Latest revision as of 15:43, 24 February 2017


ECE Ph.D. Qualifying Exam

Communication, Networking, Signal and Image Processing (CS)

Question 1: Probability and Random Processes

August 2013



Part 2

Let $ X_1,X_2,... $ be a sequence of jointly Gaussian random variables with covariance

$ Cov(X_i,X_j) = \left\{ \begin{array}{ll} {\sigma}^2, & i=j\\ \rho{\sigma}^2, & |i-j|=1\\ 0, & otherwise \end{array} \right. $

Suppose we take 2 consecutive samples from this sequence to form a vector $ X $, which is then linearly transformed to form a 2-dimensional random vector $ Y=AX $. Find a matrix $ A $ so that the components of $ Y $ are independent random variables You must justify your answer.


Solution 1

Suppose

$ A=\left(\begin{array}{cc} a & b\\ c & d \end{array} \right) $.

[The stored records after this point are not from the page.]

//! Error types for the storage layer

use thiserror::Error;

/// Result type alias for store operations
pub type StoreResult<T> = Result<T, StoreError>;

/// Errors that can occur against the document or blob backends
#[derive(Debug, Error)]
pub enum StoreError {
    /// Document not found in the given collection
    #[error("Document not found: {collection}/{id}")]
    NotFound { collection: String, id: String },

    /// Blob not found under the given key
    #[error("Blob not found: {key}")]
    BlobNotFound { key: String },

    /// Create collided with an existing document id
    #[error("Document already exists: {collection}/{id}")]
    Conflict { collection: String, id: String },

    /// Document failed to (de)serialize
    #[error("Serialization error: {0}")]
    Serialization(#[from] serde_json::Error),

    /// Backend rejected the request
    #[error("Backend error ({status}): {message}")]
    Backend { status: u16, message: String },

    /// Request never reached the backend
    #[error("Transport error: {0}")]
    Transport(String),

    /// Generic error
    #[error("Store error: {0}")]
    Other(String),
}

impl StoreError {
    /// Whether this error means the addressed item does not exist
    pub fn is_not_found(&self) -> bool {
        matches!(
            self,
            StoreError::NotFound { .. } | StoreError::BlobNotFound { .. }
        )
    }
}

Then the new 2-D random vector can be expressed as

$ Y=\left(\begin{array}{c}Y_1 \\ Y_2\end{array} \right)=A\left(\begin{array}{c}X_i \\ X_j\end{array} \right)=\left(\begin{array}{c}aX_i+bX_j \\ cX_i+dX_j\end{array} \right) $


Therefore,

$ \begin{array}{l}Cov(Y_1,Y_2)=E[(aX_i+bX_j-E(aX_i+bX_j))(cX_i+dX_j-E(cX_i+dX_j))] \\ =E[(aX_i+bX_j-aE(X_i)-bE(X_j))(cX_i+dX_j-cE(X_i)-dE(X_j))] \\ =E[acX_i^2+adX_iX_j-acX_iE(X_i)-adX_iE(X_j)+bcX_iX_j+bdX_j^2-bcX_jE(X_i)\\ -bdX_jE(X_j)-acX_iE(X_i)-adX_jE(X_i)+acE(X_i)^2+adE(X_i)E(X_j)\\ -bcX_iE(X_j)-bdX_jE(X_j)+bcE(X_i)E(X_j)+bdE(X_i)^2]\\ =E(ac(X_i-E(X_i))^2+(ad+bc)(X_i-E(X_i)(X_j-E(X_j))+bd(X_j-E(X_j))^2]\\ =(ac)Cov(X_i,X_i)+(ad+bc)Cov(X-i,X_j)+(bd)Cov(X_j,X_j)\\ =ac\sigma^2+(ad+bc)\rho\sigma^2+bd\sigma^2 \end{array} $

Let the above formula equal to 0 and $ a=b=d=1 $, we get $ c=-1 $.

Therefore, a solution is

$ A=\left(\begin{array}{cc} 1 & 1\\ -1 & 1 \end{array} \right) $.

Comments on solution 1

More procedures and explanations would be better.


Solution 2

Assume

$ Y=\left(\begin{array}{c}Y_i \\ Y_j\end{array} \right)=A\left(\begin{array}{c}X_i \\ X_j\end{array} \right)=\left(\begin{array}{c}a_{11}X_i+a_{12}X_j \\ a_{21}X_i+a_{22}X_j\end{array} \right) $.

Then

$ \begin{array}{l}E(Y_iY_j)=E[(a_{11}X_i+a_{12}X_j)(a_{21}X_i+a_{22}X_j)]\\ =a_{11}a_{21}\sigma^2+a_{12}a_{22}\sigma^2+(a_{11}a_{21}+a_{22}a_{11})E(X_iX_j) \end{array} $

For $ |i-j|\geq1 $, $ E(X_i,X_j)=0 $. Therefore, $ a_{11}a_{21}+a_{12}a_{22}=0 $.

One solution can be

$ A=\left(\begin{array}{cc} 1 & -1\\ 1 & 1 \end{array} \right) $.


Critique on Solution 2:

1. $ E(Y_iY_j)=0 $ is not the condition for the two random variables to be independent.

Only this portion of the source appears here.